Exercise requirements:
Which lines below include the string "device"? Please show each one.

[Collected data entries]
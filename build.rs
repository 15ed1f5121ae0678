// RustTiltMorse - Build Script
//
// Sets up the ESP-IDF environment on device builds and stamps the version.

use std::env;
use std::process::Command;

fn main() {
    // ESP-IDF environment setup (MUST be first on device builds!)
    if env::var("CARGO_CFG_TARGET_OS").as_deref() == Ok("espidf") {
        embuild::espidf::sysenv::output();
    }

    // Get git version info
    let version = env!("CARGO_PKG_VERSION");
    let git_hash = Command::new("git")
        .args(["rev-parse", "--short", "HEAD"])
        .output()
        .ok()
        .filter(|o| o.status.success())
        .and_then(|o| String::from_utf8(o.stdout).ok())
        .map(|s| s.trim().to_string())
        .filter(|s| !s.is_empty())
        .unwrap_or_else(|| "unknown".to_string());

    println!("cargo:rustc-env=GIT_HASH={}", git_hash);
    println!("cargo:rustc-env=VERSION_STRING=RustTiltMorse v{}-g{}", version, git_hash);

    // Rebuild if git HEAD changes
    println!("cargo:rerun-if-changed=.git/HEAD");
    println!("cargo:rerun-if-changed=build.rs");
}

Answer to this problem:
// Sets up the ESP-IDF environment on device builds and stamps the version.
    // ESP-IDF environment setup (MUST be first on device builds!)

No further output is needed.